Harsh Environments does not have to be that harsh. Like shove current farmbot gantry in a hurry in a cirtus cold storage room here would absolutely risk the raspberry pi and I am in a fairly warm area. So cold rating is critical to know particularly if long term is farm scale.
There is something handy here we are not talking that specialist of equipment to test the complete range. Most house hold deep freezes go down to -40C and that is the bottom of where we need to test to and the top is in low temperature cooking range so testable with mostly house hold equipment.
Personally, I do not plan on gardening at temperatures below 0 Celsius. Although I HAVE grown leeks, I tend to grow more beets, carrots, chard, lettuce, onions. These are killed at -4 to 0-6. Once overnight temperatures are hitting that, I don’t see a lot of growth in the day. (That being said, Calgary weather can be HIGHLY variable. We can have overnight temperatures one day of -5, and 2 days later have daytime highs of 25. Google “Chinook winds”. I lived through the most extreme recorded one of these. Saw a 100 degree Fahrenheit temperature change in 2 hours, from minus 35 to plus 65.) That aside, I have no issue with taking care of the little weed growth that would be happening.
Based on what you have identified above, my plans would be:
Protective shielding over the belts and rails.
Blow out water lines with compressed air prior to hitting 0 degrees
Have a “shed” that can cover the Z axis assembly.

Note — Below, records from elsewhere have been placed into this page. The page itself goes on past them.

#[test]
async fn test_delivered_at_survives_later_transitions() {
    let fx = fixture();
    let (producer_user, _) = fx.user(Role::Producer).await;
    let (_, quality) = fx.user(Role::Quality).await;
    let delivery = fx.delivery(producer_user.id, None, "Batch 2").await;

    let set_status = |status| {
        handlers::deliveries::update_delivery_status(
            quality,
            State(fx.state.clone()),
            Path(delivery.id),
            Json(DeliveryStatusRequest { status }),
        )
    };

    let Json(approved) = set_status(DeliveryStatus::Approved).await.unwrap();
    let first_delivery = approved.delivered_at.expect("approval stamps delivered_at");

    let Json(rejected) = set_status(DeliveryStatus::Rejected).await.unwrap();
    assert_eq!(rejected.delivered_at, Some(first_delivery));

    let Json(again) = set_status(DeliveryStatus::Approved).await.unwrap();
    assert_eq!(again.delivered_at, Some(first_delivery));

    // One notification per transition, all to the creator.
    assert_eq!(fx.mailer.sent().len(), 3);
}

#[test]
async fn test_delivery_filters_and_client_scope() {
    let fx = fixture();
    let (producer_user, _) = fx.user(Role::Producer).await;
    let (client_user, client) = fx.user(Role::Client).await;
    let (_, admin) = fx.user(Role::Admin).await;

    let visible = fx.delivery(producer_user.id, Some(client_user.id), "Visible").await;
    fx.delivery(producer_user.id, None, "Hidden").await;

    let Json(page) = handlers::deliveries::list_deliveries(
        client,
        State(fx.state.clone()),
        no_filter(),
        no_filter(),
    )
    .await
    .unwrap();
    assert_eq!(page.total, 1);
    assert_eq!(page.items[0].id, visible.id);

    let Json(page) = handlers::deliveries::list_deliveries(
        admin,
        State(fx.state.clone()),
        no_filter(),
        Query(DeliveryFilter {
            project_id: Some(visible.project_id),
            ..DeliveryFilter::default()
        }),
    )
    .await
    .unwrap();
    assert_eq!(page.total, 1);

    let Json(page) = handlers::deliveries::list_deliveries(
        admin,
        State(fx.state.clone()),
        Query(ListParams {
            limit: Some(1),
            ..ListParams::default()
        }),
        Query(DeliveryFilter {
            status: Some(DeliveryStatus::Draft),
            ..DeliveryFilter::default()
        }),
    )
    .await
    .unwrap();
    assert_eq!(page.total, 2);
    assert_eq!(page.items.len(), 1);
}
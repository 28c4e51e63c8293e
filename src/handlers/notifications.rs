use axum::{
    Json,
    extract::{Path, Query, State},
};
use serde::Deserialize;
use uuid::Uuid;

use crate::{
    AppState,
    auth::AuthUser,
    error::{AppError, AppResult},
    models::{Notification, Page},
    policy::{self, Action, Ownership, Resource},
    query::{Collection, Filter, ListParams, ListQuery},
};

#[derive(Debug, Default, Deserialize, utoipa::IntoParams)]
pub struct NotificationFilter {
    /// Only unread notifications when `true`.
    #[serde(default)]
    pub unread_only: bool,
}

/// list_notifications
///
/// [Authenticated Route] The caller's own notifications, newest first by
/// default. Nobody can read another user's inbox, Admin included.
#[utoipa::path(
    get,
    path = "/notifications",
    params(ListParams, NotificationFilter),
    responses((status = 200, description = "Notifications", body = Page<Notification>))
)]
pub async fn list_notifications(
    actor: AuthUser,
    State(state): State<AppState>,
    Query(params): Query<ListParams>,
    Query(filter): Query<NotificationFilter>,
) -> AppResult<Json<Page<Notification>>> {
    let query = ListQuery::scoped(&actor, Collection::Notifications)?
        .with_params(&params)?
        .filter_opt(filter.unread_only.then_some(Filter::UnreadOnly));

    Ok(Json(state.repo.list_notifications(&query).await?))
}

/// mark_notification_read
///
/// [Authenticated Route] Idempotent.
#[utoipa::path(
    patch,
    path = "/notifications/{id}/read",
    params(("id" = Uuid, Path, description = "Notification ID")),
    responses(
        (status = 200, description = "Marked as read", body = Notification),
        (status = 403, description = "Not the recipient"),
        (status = 404, description = "Notification not found")
    )
)]
pub async fn mark_notification_read(
    actor: AuthUser,
    State(state): State<AppState>,
    Path(id): Path<Uuid>,
) -> AppResult<Json<Notification>> {
    let notification = state
        .repo
        .get_notification(id)
        .await?
        .ok_or_else(|| AppError::not_found("Notification"))?;
    policy::authorize(&actor, Action::Update, Resource::Notification, &Ownership::from(&notification))?;

    let updated = state
        .repo
        .mark_notification_read(id)
        .await?
        .ok_or_else(|| AppError::not_found("Notification"))?;
    Ok(Json(updated))
}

Remove the controller once the Z axis assembly is “put to bed” in the shed.
In the spring, it would just be case of
reinstall the controller
Remove the winter covers
Wipe down all surfaces
Probably use some penetrating oil on the bearings
Get the Z axis assembly out of the shed.
Reconnect the water, and purge the lines of air.
Fire everything up and reinitialise.
Did you miss my note Raspberry Pi 3 anything under 0 would be going outside its lan chip safe operating temperatures. One chip out of temperature on a board can make the complete board unstable. So you maybe looking for a stronger alternative to the Raspberry PI. Its about the weakest part I can see. Still I would recommend going through the complete parts list systematically. I only did a rough look over and I found one issue for that range.
If you stay with the Raspberry pi 3 you may want to add a heater inside the controller box. Basically if PI get under x temp turn heater on. Sticking around 4-5C bottom temperature for box housing PI would keep you clear of lan chips limit. Quite a simple mitigation. Now if you were wanting to operate down to -20C it would be replace the PI no matter what. I have not checked the camera and and a few other parts what their limit is.
No, I did not miss it. Perhaps I was not clear enough, but my plan was to remove the controller prior to forecast temperatures hitting zero.
Okay I have a probably unrealistic but fun to think about idea for year round cold temperature growing. (It would only extend the growing season in places like Alaska)
Plots that are:
Subterranean Rows to get below the frost line.
Skylights with reflectors to keep light levels up. (If you make DYI vacuum sealed then BP)
Skylights edging would drain water into pre-farmbot reservoir.
Heating if needed could be easily accomplished with soda can solar heaters or vacuum tubes.
Just random ideas
Ok ran into some issues and things have been super busy around the shop lately with new product releases at the end of the month, but I got some results on ASA! As a note, all our testing was done on an Airwolf Axiom printer using Cura to slice. Extrusion multiplier should be 100% for really strong parts about 97% for high detail. Your top layers need to be pretty quick at 60-64mm/ sec. Layer heights work at 200microns but its best to shoot for 180microns for roughed out mass pro parts. Basics are 248C for the hot end 120C bed temp full enclosure works out well. 1mm top and bottom shells with 2 perimeters, 34mm/sec interior perimeter, 40mm/sec exterior, fan 100% for bridging off otherwise. I recommend using Wolfbite classic bed prep for ABS PETG and apparently ASA.